More than anything, I don't want to be tied to this static
process in this old venue, where (outside of a small handful of creators I’d
follow to the ends of the Earth no matter what they worked on) I seem to be
finding less and less material that sustains my interest, and after 10 years of
never missing a single weekly post, I think I’ve made good on what I set out to
do, and feel that I’ve earned the right to just walk away at this nice symbolic
number of 10.
I could go on some tirade where I question the cultural
relevancy of blogs, if the age of free blogging platforms is passé and coming
to an end, or ponder the utility of being a small voice in a very large ocean. Let’s face it, we’re not all going to be Tavi
Gevinson or Cory Doctorow, and at times it seemed like there were more
reviewers, sites, podcasts, interviews, and media outlets than there were
creators actually making any meaningful work. Instead of being the type of old-school
tastemaker that I aspired to be and feeling like I was moving the needle,
sometimes I just felt like a needle lost in a haystack.
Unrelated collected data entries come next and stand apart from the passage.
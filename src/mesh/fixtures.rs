//! Small diagnostic meshes, valid and deliberately broken.
//!
//! Used by the tests and by `tessellate validate --fixture <name>`.

use log::debug;
use nalgebra::Point3;

use super::trimesh::Mesh;

/// Names accepted by [`by_name`].
pub const NAMES: &[&str] = &[
    "valid_tet",
    "basic_break",
    "duplicate_dangling",
    "touch_tets",
    "open_tet",
    "overlap_tet",
    "unit_cube",
];

/// Look up a fixture by name.
pub fn by_name(name: &str) -> Option<Mesh> {
    let mesh = match name {
        "valid_tet" => valid_tet(),
        "basic_break" => basic_break(),
        "duplicate_dangling" => duplicate_dangling(),
        "touch_tets" => touch_tets(),
        "open_tet" => open_tet(),
        "overlap_tet" => overlap_tet(),
        "unit_cube" => unit_cube(),
        _ => return None,
    };
    Some(mesh)
}

fn build(verts: Vec<Point3<f64>>, faces: &[[usize; 3]]) -> Mesh {
    let mut mesh = Mesh::from_raw(verts, faces);
    if let Err(e) = mesh.derive_normals() {
        debug!("fixture normals: {}", e);
    }
    mesh
}

fn tet_vertices() -> Vec<Point3<f64>> {
    vec![
        Point3::new(0.0, 0.0, 0.0),
        Point3::new(1.0, 0.0, 0.0),
        Point3::new(0.0, 1.0, 0.0),
        Point3::new(0.0, 0.0, 1.0),
    ]
}

const TET_FACES: [[usize; 3]; 4] = [[0, 2, 1], [0, 1, 3], [0, 3, 2], [1, 2, 3]];

/// A closed, outward-wound tetrahedron.
pub fn valid_tet() -> Mesh {
    build(tet_vertices(), &TET_FACES)
}

/// A tetrahedron with a duplicated vertex, a dangling vertex and an
/// out-of-range index.
pub fn basic_break() -> Mesh {
    let mut verts = tet_vertices();
    verts.push(Point3::new(1.0, 0.0, 0.0));
    verts.push(Point3::new(4.0, 4.0, 4.0));
    build(verts, &[[0, 2, 1], [0, 1, 3], [0, 3, 2], [4, 2, 3], [0, 1, 9]])
}

/// A tetrahedron with one corner stored twice and an unreferenced vertex.
/// Welding turns it into [`valid_tet`].
pub fn duplicate_dangling() -> Mesh {
    let mut verts = tet_vertices();
    verts.push(Point3::new(0.0, 0.0, 0.0));
    verts.push(Point3::new(2.0, 2.0, 2.0));
    build(verts, &[[0, 2, 1], [0, 1, 3], [4, 3, 2], [1, 2, 3]])
}

/// Two tetrahedra touching at vertex 0 only.
pub fn touch_tets() -> Mesh {
    let mut verts = tet_vertices();
    verts.extend([
        Point3::new(-1.0, 0.0, 0.0),
        Point3::new(0.0, -1.0, 0.0),
        Point3::new(0.0, 0.0, -1.0),
    ]);
    let mut faces = TET_FACES.to_vec();
    faces.extend([[0, 4, 5], [0, 6, 4], [0, 5, 6], [4, 6, 5]]);
    build(verts, &faces)
}

/// A tetrahedron missing its slanted face.
pub fn open_tet() -> Mesh {
    build(tet_vertices(), &TET_FACES[..3])
}

/// A tetrahedron whose faces are all listed twice.
pub fn overlap_tet() -> Mesh {
    let mut faces = TET_FACES.to_vec();
    faces.extend(TET_FACES);
    build(tet_vertices(), &faces)
}

/// Axis-aligned unit cube with corners at 0 and 1; vertex `i` sits at
/// `(i & 1, (i >> 1) & 1, (i >> 2) & 1)`.
pub fn unit_cube() -> Mesh {
    let verts = (0..8)
        .map(|i| Point3::new((i & 1) as f64, ((i >> 1) & 1) as f64, ((i >> 2) & 1) as f64))
        .collect();
    let faces = [
        [0, 2, 1],
        [1, 2, 3],
        [4, 5, 6],
        [5, 7, 6],
        [0, 1, 5],
        [0, 5, 4],
        [2, 6, 7],
        [2, 7, 3],
        [0, 4, 6],
        [0, 6, 2],
        [1, 3, 7],
        [1, 7, 5],
    ];
    build(verts, &faces)
}

#[cfg(test)]
mod tests {
    use super::*;

    #[test]
    fn test_every_name_resolves() {
        for name in NAMES {
            assert!(by_name(name).is_some(), "{}", name);
        }
        assert!(by_name("nope").is_none());
    }

    #[test]
    fn test_fixture_counts() {
        assert_eq!(valid_tet().num_triangles(), 4);
        assert_eq!(touch_tets().num_vertices(), 7);
        assert_eq!(open_tet().num_triangles(), 3);
        assert_eq!(overlap_tet().num_triangles(), 8);
        assert_eq!(unit_cube().num_triangles(), 12);
    }
}
//! Laplacian mesh smoothing.
//!
//! Each iteration moves every vertex toward the centroid of its
//! edge-connected neighbours. New positions are computed from a snapshot of
//! the previous iteration, so the result does not depend on vertex order and
//! the parallel path matches the sequential one exactly.
//!
//! # Example
//!
//! ```
//! use tessellate::algo::smooth::{laplacian_smooth, SmoothOptions};
//! use tessellate::mesh::fixtures;
//!
//! let mut mesh = fixtures::unit_cube();
//! let options = SmoothOptions::default()
//!     .with_iterations(5)
//!     .with_rate(0.3);
//! laplacian_smooth(&mut mesh, &options).unwrap();
//! assert_eq!(mesh.num_triangles(), 12);
//! ```

use log::debug;
use nalgebra::{Point3, Vector3};
use rayon::prelude::*;

use crate::error::Result;
use crate::mesh::{Mesh, MeshAdjacency};

/// Options for Laplacian smoothing.
#[derive(Debug, Clone)]
pub struct SmoothOptions {
    /// Number of smoothing iterations.
    pub iterations: usize,

    /// Fraction of the way each vertex moves toward its neighbour centroid
    /// per iteration (0.0 to 1.0).
    pub rate: f64,

    /// Whether to evaluate vertices in parallel (default: false).
    pub parallel: bool,
}

impl Default for SmoothOptions {
    fn default() -> Self {
        Self {
            iterations: 1,
            rate: 0.5,
            parallel: false,
        }
    }
}

impl SmoothOptions {
    /// Set the number of iterations.
    pub fn with_iterations(mut self, iterations: usize) -> Self {
        self.iterations = iterations;
        self
    }

    /// Set the rate, clamped to `[0, 1]`.
    pub fn with_rate(mut self, rate: f64) -> Self {
        self.rate = rate.clamp(0.0, 1.0);
        self
    }

    /// Set whether to use parallel execution.
    pub fn with_parallel(mut self, parallel: bool) -> Self {
        self.parallel = parallel;
        self
    }
}

/// Smooth `mesh` in place and re-derive its normals.
///
/// Topology is untouched. Vertices with no neighbours stay where they are.
/// A zero rate or zero iterations leaves the mesh unchanged.
///
/// # Errors
///
/// Returns the first normal-derivation defect of the smoothed mesh
/// (positions are updated regardless).
pub fn laplacian_smooth(mesh: &mut Mesh, options: &SmoothOptions) -> Result<()> {
    let rate = options.rate.clamp(0.0, 1.0);
    if options.iterations == 0 || rate == 0.0 {
        return Ok(());
    }

    let adjacency = MeshAdjacency::build(mesh.num_vertices(), mesh.triangles());
    let num_vertices = mesh.num_vertices();

    for _ in 0..options.iterations {
        let snapshot = mesh.vertices();
        let new_positions: Vec<Point3<f64>> = if options.parallel {
            (0..num_vertices)
                .into_par_iter()
                .map(|i| laplacian_step(snapshot, adjacency.neighbours(i), i, rate))
                .collect()
        } else {
            (0..num_vertices)
                .map(|i| laplacian_step(snapshot, adjacency.neighbours(i), i, rate))
                .collect()
        };
        mesh.verts = new_positions;
    }
    mesh.geometry_changed();
    debug!(
        "smoothed {} vertices, {} iterations at rate {}",
        num_vertices, options.iterations, rate
    );

    mesh.derive_normals()
}

fn laplacian_step(positions: &[Point3<f64>], neighbours: &[usize], i: usize, rate: f64) -> Point3<f64> {
    let p = positions[i];
    if neighbours.is_empty() {
        return p;
    }
    let sum = neighbours
        .iter()
        .fold(Vector3::zeros(), |acc, &j| acc + positions[j].coords);
    let centroid = Point3::from(sum / neighbours.len() as f64);
    p + (centroid - p) * rate
}
//! Binary STL support.
//!
//! Layout: an 80-byte header, a little-endian `u32` triangle count, then 50
//! bytes per triangle (normal and three corners as little-endian `f32`, and
//! a `u16` attribute). Files are checked against this layout before
//! parsing, so truncated or padded files are rejected.

use std::fs::File;
use std::io::{BufWriter, Cursor};
use std::path::Path;

use log::info;
use nalgebra::{Point3, Vector3};

use crate::error::{MeshError, Result};
use crate::mesh::{face_normal, Mesh};

/// Header size in bytes.
pub const HEADER_SIZE: usize = 80;

/// Size of one triangle record in bytes.
pub const TRIANGLE_SIZE: usize = 50;

/// Load a mesh from a binary STL file with the default configuration.
///
/// # Example
///
/// ```no_run
/// use tessellate::io::stl;
///
/// let mesh = stl::load("model.stl").unwrap();
/// println!("{} triangles", mesh.num_triangles());
/// ```
pub fn load<P: AsRef<Path>>(path: P) -> Result<Mesh> {
    let mut mesh = Mesh::new();
    read_stl(&mut mesh, path)?;
    Ok(mesh)
}

/// Replace the geometry of `mesh` with the contents of a binary STL file.
///
/// Corners are welded with the mesh's weld tolerance and normals derived.
/// Transform, colour and configuration are kept. On any error the mesh is
/// left unchanged.
pub fn read_stl<P: AsRef<Path>>(mesh: &mut Mesh, path: P) -> Result<()> {
    let path = path.as_ref();
    let mut bytes = std::fs::read(path)?;
    check_layout(&bytes).map_err(|message| MeshError::load(path, message))?;
    // A binary header may begin with "solid"; blank it so the parser cannot
    // mistake the file for ASCII STL.
    bytes[..HEADER_SIZE].fill(0);

    let stl = stl_io::read_stl(&mut Cursor::new(&bytes)).map_err(|e| MeshError::load(path, e.to_string()))?;

    let vertices: Vec<Point3<f64>> = stl
        .vertices
        .iter()
        .map(|v| Point3::new(v[0] as f64, v[1] as f64, v[2] as f64))
        .collect();
    let faces: Vec<[usize; 3]> = stl.faces.iter().map(|f| f.vertices).collect();

    let mut loaded = Mesh::from_raw(vertices, &faces);
    loaded.set_config(mesh.config().clone());
    let report = loaded.weld().map_err(|e| MeshError::load(path, e.to_string()))?;

    info!(
        "loaded {}: {} triangles, {} vertices",
        path.display(),
        loaded.num_triangles(),
        report.vertices_after
    );
    mesh.replace_geometry(loaded);
    Ok(())
}

fn check_layout(bytes: &[u8]) -> std::result::Result<(), String> {
    if bytes.len() < HEADER_SIZE + 4 {
        return Err(format!(
            "file is {} bytes, shorter than the {}-byte binary header",
            bytes.len(),
            HEADER_SIZE + 4
        ));
    }
    let mut count = [0u8; 4];
    count.copy_from_slice(&bytes[HEADER_SIZE..HEADER_SIZE + 4]);
    let count = u32::from_le_bytes(count) as u64;
    let expected = (HEADER_SIZE + 4) as u64 + TRIANGLE_SIZE as u64 * count;
    if bytes.len() as u64 != expected {
        return Err(format!(
            "header declares {} triangles ({} bytes) but file has {} bytes",
            count,
            expected,
            bytes.len()
        ));
    }
    Ok(())
}

/// Write `mesh` as binary STL.
///
/// Face normals are recomputed from the current positions (zero for a
/// degenerate triangle); the header and attributes are zero.
///
/// # Errors
///
/// [`MeshError::InvalidVertexIndex`] for a broken triangle, otherwise I/O
/// and encoding failures.
pub fn write_stl<P: AsRef<Path>>(mesh: &Mesh, path: P) -> Result<()> {
    let path = path.as_ref();

    let mut triangles: Vec<stl_io::Triangle> = Vec::with_capacity(mesh.num_triangles());
    for face in 0..mesh.num_triangles() {
        let [p0, p1, p2] = mesh.triangle_positions(face).ok_or_else(|| {
            let t = mesh.triangles()[face];
            let vertex = t
                .v
                .into_iter()
                .find(|&i| i >= mesh.num_vertices())
                .unwrap_or(t.v[0]);
            MeshError::InvalidVertexIndex { face, vertex }
        })?;
        let n = face_normal(p0, p1, p2).unwrap_or_else(Vector3::zeros);
        triangles.push(stl_io::Triangle {
            normal: stl_io::Normal::new([n.x as f32, n.y as f32, n.z as f32]),
            vertices: [p0, p1, p2].map(|p| stl_io::Vertex::new([p.x as f32, p.y as f32, p.z as f32])),
        });
    }

    let file = File::create(path).map_err(|e| MeshError::save(path, e.to_string()))?;
    let mut writer = BufWriter::new(file);
    stl_io::write_stl(&mut writer, triangles.iter()).map_err(|e| MeshError::save(path, e.to_string()))?;

    info!("saved {}: {} triangles", path.display(), triangles.len());
    Ok(())
}

/// Alias for [`write_stl`].
pub fn save<P: AsRef<Path>>(mesh: &Mesh, path: P) -> Result<()> {
    write_stl(mesh, path)
}

#[cfg(test)]
mod tests {
    use super::*;
    use crate::mesh::{fixtures, Transform};
    use approx::assert_relative_eq;

    #[test]
    fn test_round_trip_cube() {
        let dir = tempfile::tempdir().unwrap();
        let path = dir.path().join("cube.stl");
        let cube = fixtures::unit_cube();
        write_stl(&cube, &path).unwrap();

        let bytes = std::fs::read(&path).unwrap();
        assert_eq!(bytes.len(), HEADER_SIZE + 4 + 12 * TRIANGLE_SIZE);
        assert!(bytes[..HEADER_SIZE].iter().all(|&b| b == 0));

        let loaded = load(&path).unwrap();
        assert_eq!(loaded.num_vertices(), 8);
        assert_eq!(loaded.num_triangles(), 12);
        assert!(loaded.manifold_validity());
        for (a, b) in cube.triangles().iter().zip(loaded.triangles()) {
            assert_relative_eq!(a.n, b.n, epsilon = 1e-6);
        }
    }

    #[test]
    fn test_truncated_file_leaves_mesh() {
        let dir = tempfile::tempdir().unwrap();
        let path = dir.path().join("short.stl");
        write_stl(&fixtures::unit_cube(), &path).unwrap();
        let bytes = std::fs::read(&path).unwrap();
        std::fs::write(&path, &bytes[..bytes.len() - 10]).unwrap();

        let mut mesh = fixtures::valid_tet();
        let err = read_stl(&mut mesh, &path).unwrap_err();
        assert!(matches!(err, MeshError::LoadError { .. }));
        assert_eq!(mesh.num_triangles(), 4);
    }

    #[test]
    fn test_solid_header_read_as_binary() {
        let dir = tempfile::tempdir().unwrap();
        let path = dir.path().join("solid.stl");
        write_stl(&fixtures::unit_cube(), &path).unwrap();

        let mut bytes = std::fs::read(&path).unwrap();
        let header = b"solid part\nexported by a CAD tool";
        bytes[..header.len()].copy_from_slice(header);
        std::fs::write(&path, &bytes).unwrap();

        let mesh = load(&path).unwrap();
        assert_eq!(mesh.num_triangles(), 12);
        assert_eq!(mesh.num_vertices(), 8);
        assert!(mesh.manifold_validity());
    }

    #[test]
    fn test_header_only_is_empty() {
        let dir = tempfile::tempdir().unwrap();
        let path = dir.path().join("empty.stl");
        std::fs::write(&path, [0u8; 84]).unwrap();
        let mesh = load(&path).unwrap();
        assert!(mesh.is_empty());

        std::fs::write(&path, [0u8; 40]).unwrap();
        assert!(matches!(load(&path), Err(MeshError::LoadError { .. })));
    }

    #[test]
    fn test_read_keeps_transform_and_colour() {
        let dir = tempfile::tempdir().unwrap();
        let path = dir.path().join("tet.stl");
        write_stl(&fixtures::valid_tet(), &path).unwrap();

        let mut mesh = Mesh::new();
        mesh.set_colour([1.0, 0.0, 0.0, 1.0]);
        let t = Transform {
            scale: 3.0,
            ..Transform::default()
        };
        mesh.set_transform(t);
        read_stl(&mut mesh, &path).unwrap();
        assert_eq!(mesh.num_triangles(), 4);
        assert_eq!(mesh.colour(), [1.0, 0.0, 0.0, 1.0]);
        assert_eq!(mesh.transform().scale, 3.0);
    }

    #[test]
    fn test_missing_file_is_io_error() {
        let dir = tempfile::tempdir().unwrap();
        let err = load(dir.path().join("absent.stl")).unwrap_err();
        assert!(matches!(err, MeshError::Io(_)));
    }

    #[test]
    fn test_write_rejects_bad_index() {
        let dir = tempfile::tempdir().unwrap();
        let err = write_stl(&fixtures::basic_break(), dir.path().join("bad.stl")).unwrap_err();
        assert!(matches!(err, MeshError::InvalidVertexIndex { face: 4, vertex: 9 }));
    }
}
The proliferation of
voices on the internet – I mean, everyone
is a broadcaster of some kind now – just means that people can search the
morass of white noise for tastes that mirror their own and ignore everything
else. At times, I wondered if I ever challenged anyone or was just preaching to
my own loyal little choir.
I could question the point of reviews in the first place. In
a very pragmatic sense, they have, at best, a negligible sales impact in a
system where the retailer is the true customer in the direct market and
artificially labeling books as “sold out” is simple manipulation of supply and
demand prior to consumer engagement. The simple fact is, reviews don’t move the
sales needle. Twitter posturing doesn’t move the sales needle. I’m tired of the
hype machine, the sickening popularity contest in which I see truly talented folks continue to toil in relative obscurity while critical darlings with obvious flaws in their work continue to garner praise, and all of the reindeer games that occupy
the culture of put-on persona promotion in social media. I’d rather just hang
out with my IRL friends at SDCC and drink Cucumber Gimlets at The Lion’s Share.
I’d rather just make some comics with my IRL creator friends that I’ve made
over the last decade.
I could question the point of reviews in a more qualitative
or enlightened way, where there’s the argument that the art discourse itself is
the goal, which I do believe. Hey, I worked at one of the top five contemporary art
museums in the country for seven years and can bore you to death with enrichment of
culture arguments and efforts to build connoisseurship in an audience, but
that’s all immeasurably nebulous. Daniel Elkin once told me that ultimately he
writes reviews for himself, that that was the whole point, to clarify in his own
mind how he feels about a particular work, learning to articulate how it all
functions. Art Reflects Life. I get that. But, I’ve now had a lot of practice doing that. I’ve gotten
really good at figuring out what works objectively. I’ve gotten really good at
figuring out what works subjectively, for
me. I’m satisfied with my filter. I don’t need more practice.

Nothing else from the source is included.